■ Exercise instructions:
Restate word for word the lines of the records below, starting at the line that contains "pub fn apply_env_overrides(mut" and ending at the line that contains "was created (the", with both of those lines included and nothing else.

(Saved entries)

————

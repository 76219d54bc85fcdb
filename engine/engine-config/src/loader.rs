//! Configuration loading logic.
//!
//! Handles loading config from files and applying environment variable overrides.

use crate::CentralConfig;
use std::path::{Path, PathBuf};
use tracing::{debug, info, warn};

/// Standard locations to search for config.toml
pub const CONFIG_SEARCH_PATHS: &[&str] = &[
    "config.toml",    // Current directory
    "../config.toml", // Parent directory (when running from a crate directory)
];

/// Load the central configuration from config.toml.
///
/// Searches for config.toml in the following order:
/// 1. Path specified by the PLAYOUT_CONFIG environment variable
/// 2. Current directory (config.toml)
/// 3. Parent directory (../config.toml)
///
/// After loading, environment variable overrides are applied.
pub fn load_config() -> CentralConfig {
    // Check for explicit config path
    if let Ok(path) = std::env::var("PLAYOUT_CONFIG") {
        let path = PathBuf::from(&path);
        if path.exists() {
            info!("Loading config from PLAYOUT_CONFIG: {}", path.display());
            return load_from_path(&path);
        }
        warn!(
            "PLAYOUT_CONFIG={} not found, searching defaults",
            path.display()
        );
    }

    // Search default locations
    for path_str in CONFIG_SEARCH_PATHS {
        let path = PathBuf::from(path_str);
        if path.exists() {
            info!("Loading config from {}", path.display());
            return load_from_path(&path);
        }
    }

    // Fall back to defaults
    debug!("No config.toml found, using built-in defaults");
    apply_env_overrides(CentralConfig::default())
}

/// Load configuration from a specific path.
///
/// Unreadable or malformed files fall back to the built-in defaults with a
/// warning; environment overrides are applied in every case.
pub fn load_from_path(path: &Path) -> CentralConfig {
    match std::fs::read_to_string(path) {
        Ok(content) => match toml::from_str(&content) {
            Ok(config) => apply_env_overrides(config),
            Err(e) => {
                warn!("Failed to parse {}: {}, using defaults", path.display(), e);
                apply_env_overrides(CentralConfig::default())
            }
        },
        Err(e) => {
            warn!("Failed to read {}: {}, using defaults", path.display(), e);
            apply_env_overrides(CentralConfig::default())
        }
    }
}

/// Macro to reduce env override boilerplate
macro_rules! env_override {
    // Parseable field (u32, f64, bool, etc.)
    ($config:expr, $section:ident . $field:ident, $key:expr) => {
        if let Ok(v) = std::env::var($key) {
            match v.parse() {
                Ok(parsed) => $config.$section.$field = parsed,
                Err(_) => warn!(key = $key, value = %v, "Ignoring unparseable override"),
            }
        }
    };
}

/// Apply environment variable overrides to a configuration.
///
/// Environment variables follow the pattern: PLAYOUT_<SECTION>_<KEY>
pub fn apply_env_overrides(mut config: CentralConfig) -> CentralConfig {
    // MCTS
    env_override!(config, mcts.num_simulations, "PLAYOUT_MCTS_NUM_SIMULATIONS");
    env_override!(config, mcts.max_children, "PLAYOUT_MCTS_MAX_CHILDREN");
    env_override!(config, mcts.exploration, "PLAYOUT_MCTS_EXPLORATION");
    env_override!(config, mcts.time_limit_ms, "PLAYOUT_MCTS_TIME_LIMIT_MS");
    env_override!(config, mcts.log_interval, "PLAYOUT_MCTS_LOG_INTERVAL");
    env_override!(config, mcts.reuse_tree, "PLAYOUT_MCTS_REUSE_TREE");

    // Rollout
    env_override!(config, rollout.max_plies, "PLAYOUT_ROLLOUT_MAX_PLIES");

    config
}
//! Adapter layer converting two-player rules to the search contract
//!
//! This module provides the `RulesAdapter` struct that turns any
//! [`TwoPlayerRules`] implementation into a [`GameState`], handling
//! successor generation, random move selection and the mapping from ply
//! numbers to players.

use rand::seq::SliceRandom;
use rand_chacha::ChaCha20Rng;

use crate::board_game::{Outcome, Player, TwoPlayerRules};
use crate::state::{GameError, GameState};

/// Adapter that makes a rules implementation searchable.
///
/// The adapter remembers which player was to move when it was created (the
/// origin). Every successor inherits that origin, so `outcome(ply)` always
/// counts plies from the same position regardless of how deep the state is.
/// [`GameState::rebase`] moves the origin to the current position.
///
/// # Example
///
/// ```rust
/// # use engine_core::{GameState, Outcome, Player, RulesAdapter, TwoPlayerRules};
/// #
/// # #[derive(Debug, Clone)]
/// # struct Coin { to_move: Player, winner: Option<Player> }
/// # impl TwoPlayerRules for Coin {
/// #     type Move = bool;
/// #     fn to_move(&self) -> Player { self.to_move }
/// #     fn legal_moves(&self) -> Vec<bool> {
/// #         if self.winner.is_some() { vec![] } else { vec![true, false] }
/// #     }
/// #     fn play(&mut self, mv: &bool) {
/// #         self.winner = Some(if *mv { self.to_move } else { self.to_move.opponent() });
/// #         self.to_move = self.to_move.opponent();
/// #     }
/// #     fn outcome(&self) -> Option<Outcome> { self.winner.map(Outcome::Winner) }
/// # }
/// let state = RulesAdapter::new(Coin { to_move: Player::First, winner: None });
/// assert!(!state.is_terminal());
///
/// let (next, mv) = state.successors().into_iter().next().unwrap();
/// assert!(mv);
/// // Ply 1 was made by the first player, who won by playing `true`.
/// assert_eq!(next.outcome(1), Ok(true));
/// ```
#[derive(Debug, Clone)]
pub struct RulesAdapter<G: TwoPlayerRules> {
    game: G,
    origin: Player,
}

impl<G: TwoPlayerRules> RulesAdapter<G> {
    /// Create a new adapter; the current position becomes the ply origin.
    pub fn new(game: G) -> Self {
        let origin = game.to_move();
        Self { game, origin }
    }

    /// Get a reference to the underlying game
    pub fn game(&self) -> &G {
        &self.game
    }

    /// Consume the adapter and return the underlying game
    pub fn into_inner(self) -> G {
        self.game
    }

    /// Player to move at the origin position
    pub fn origin(&self) -> Player {
        self.origin
    }

    /// Player who made ply `ply`, counted from the origin.
    pub fn mover_of(&self, ply: u32) -> Player {
        if ply % 2 == 1 {
            self.origin
        } else {
            self.origin.opponent()
        }
    }

    fn with_move(&self, mv: &G::Move) -> Self {
        let mut next = self.clone();
        next.game.play(mv);
        next
    }
}

impl<G: TwoPlayerRules> GameState for RulesAdapter<G> {
    type Move = G::Move;

    fn is_terminal(&self) -> bool {
        self.game.outcome().is_some()
    }

    fn successors(&self) -> Vec<(Self, Self::Move)> {
        if self.is_terminal() {
            return Vec::new();
        }

        self.game
            .legal_moves()
            .into_iter()
            .map(|mv| (self.with_move(&mv), mv))
            .collect()
    }

    fn random_successor(&self, rng: &mut ChaCha20Rng) -> Result<Self, GameError> {
        if self.is_terminal() {
            return Err(GameError::IllegalOperation(
                "random move requested on a terminal state".to_string(),
            ));
        }

        let moves = self.game.legal_moves();
        let mv = moves.choose(rng).ok_or_else(|| {
            GameError::IllegalOperation("no legal moves on a non-terminal state".to_string())
        })?;

        Ok(self.with_move(mv))
    }

    fn outcome(&self, ply: u32) -> Result<bool, GameError> {
        match self.game.outcome() {
            None => Err(GameError::NotTerminal),
            Some(Outcome::Draw) => Ok(false),
            Some(Outcome::Winner(winner)) => Ok(winner == self.mover_of(ply)),
        }
    }

    fn rebase(&mut self) {
        self.origin = self.game.to_move();
    }
}
//! The position contract consumed by the search engine.
//!
//! The search never looks inside a position. Everything it needs from the
//! game is expressed by [`GameState`]: whether the game is over, what the
//! legal continuations are, how to play a random move, and who won.

use rand_chacha::ChaCha20Rng;

/// Errors reported by a position that was asked for something it cannot provide.
#[derive(Debug, Clone, PartialEq, Eq, thiserror::Error)]
pub enum GameError {
    #[error("Outcome requested on a position that is not terminal")]
    NotTerminal,

    #[error("Illegal operation: {0}")]
    IllegalOperation(String),
}

/// A searchable position in a two-player, zero-sum, perfect-information game.
///
/// Implementations must be cheap to clone relative to the cost of a rollout;
/// the engine clones a state for every child it creates and for every
/// rollout it runs, so that no branch can ever mutate another branch or the
/// live game. Prefer structural sharing over deep copies for large boards.
///
/// # Ply numbering
///
/// Plies are counted from the position a search session was created with
/// (the *origin*). Ply `k` is the `k`-th move played after the origin, so ply
/// 1 is made by the player to move at the origin, ply 2 by the opponent, and
/// so on. Ply 0 refers to the move that produced the origin, made by the
/// opponent of the origin's player to move.
///
/// A session re-anchors its root with [`rebase`](Self::rebase) before
/// searching, so a state reached by playing moves counts plies from itself.
pub trait GameState: Clone + std::fmt::Debug {
    /// Move type. Treated as an opaque label by the search.
    type Move: Clone + PartialEq + std::fmt::Debug;

    /// True iff no further moves exist for either player.
    fn is_terminal(&self) -> bool;

    /// All legal continuations for the player to move, paired with the move
    /// that produces them.
    ///
    /// Must be non-empty whenever [`is_terminal`](Self::is_terminal) is false.
    /// The search reports an empty list on a non-terminal state as a contract
    /// violation rather than treating the position as finished.
    fn successors(&self) -> Vec<(Self, Self::Move)>;

    /// Play one uniformly random legal move and return the resulting position.
    ///
    /// Fails with [`GameError::IllegalOperation`] on a terminal state.
    fn random_successor(&self, rng: &mut ChaCha20Rng) -> Result<Self, GameError>;

    /// Whether the player who made ply `ply` won this finished game.
    ///
    /// A drawn game is a win for nobody. Fails with [`GameError::NotTerminal`]
    /// when the game is still in progress.
    fn outcome(&self, ply: u32) -> Result<bool, GameError>;

    /// Make this position the ply origin for itself and its successors.
    ///
    /// States whose `outcome` does not depend on where counting started can
    /// keep the default, which does nothing.
    fn rebase(&mut self) {}
}
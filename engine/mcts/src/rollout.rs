//! Rollout policies for the simulation phase.
//!
//! A rollout plays a position out to the end without touching the tree, so
//! memory stays bounded by the tree size no matter how many simulations run.
//! The default [`UniformRollout`] picks every move uniformly at random; a
//! heuristic policy can be swapped in through [`RolloutPolicy`] without
//! changing the search driver.

use engine_core::GameState;
use rand_chacha::ChaCha20Rng;

use crate::search::SearchError;

/// Trait for rollout policies.
pub trait RolloutPolicy<S: GameState> {
    /// Play `start` out to a terminal state.
    ///
    /// Works on its own copy; `start` is never modified.
    fn playout(&self, start: &S, rng: &mut ChaCha20Rng) -> Result<S, SearchError>;
}

/// Uniformly random playout to the end of the game.
#[derive(Debug, Clone, Default)]
pub struct UniformRollout {
    /// Maximum plies per rollout (0 = unlimited)
    pub max_plies: u32,
}

impl UniformRollout {
    pub fn new(max_plies: u32) -> Self {
        Self { max_plies }
    }
}

impl<S: GameState> RolloutPolicy<S> for UniformRollout {
    fn playout(&self, start: &S, rng: &mut ChaCha20Rng) -> Result<S, SearchError> {
        let mut state = start.clone();
        let mut plies = 0u32;

        while !state.is_terminal() {
            if self.max_plies > 0 && plies >= self.max_plies {
                return Err(SearchError::RolloutTooLong { plies });
            }
            state = state.random_successor(rng)?;
            plies += 1;
        }

        Ok(state)
    }
}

————

■ Solution for this problem:
pub fn apply_env_overrides(mut config: CentralConfig) -> CentralConfig {
    // MCTS
    env_override!(config, mcts.num_simulations, "PLAYOUT_MCTS_NUM_SIMULATIONS");
    env_override!(config, mcts.max_children, "PLAYOUT_MCTS_MAX_CHILDREN");
    env_override!(config, mcts.exploration, "PLAYOUT_MCTS_EXPLORATION");
    env_override!(config, mcts.time_limit_ms, "PLAYOUT_MCTS_TIME_LIMIT_MS");
    env_override!(config, mcts.log_interval, "PLAYOUT_MCTS_LOG_INTERVAL");
    env_override!(config, mcts.reuse_tree, "PLAYOUT_MCTS_REUSE_TREE");

    // Rollout
    env_override!(config, rollout.max_plies, "PLAYOUT_ROLLOUT_MAX_PLIES");

    config
}
//! Adapter layer converting two-player rules to the search contract
//!
//! This module provides the `RulesAdapter` struct that turns any
//! [`TwoPlayerRules`] implementation into a [`GameState`], handling
//! successor generation, random move selection and the mapping from ply
//! numbers to players.

use rand::seq::SliceRandom;
use rand_chacha::ChaCha20Rng;

use crate::board_game::{Outcome, Player, TwoPlayerRules};
use crate::state::{GameError, GameState};

/// Adapter that makes a rules implementation searchable.
///
/// The adapter remembers which player was to move when it was created (the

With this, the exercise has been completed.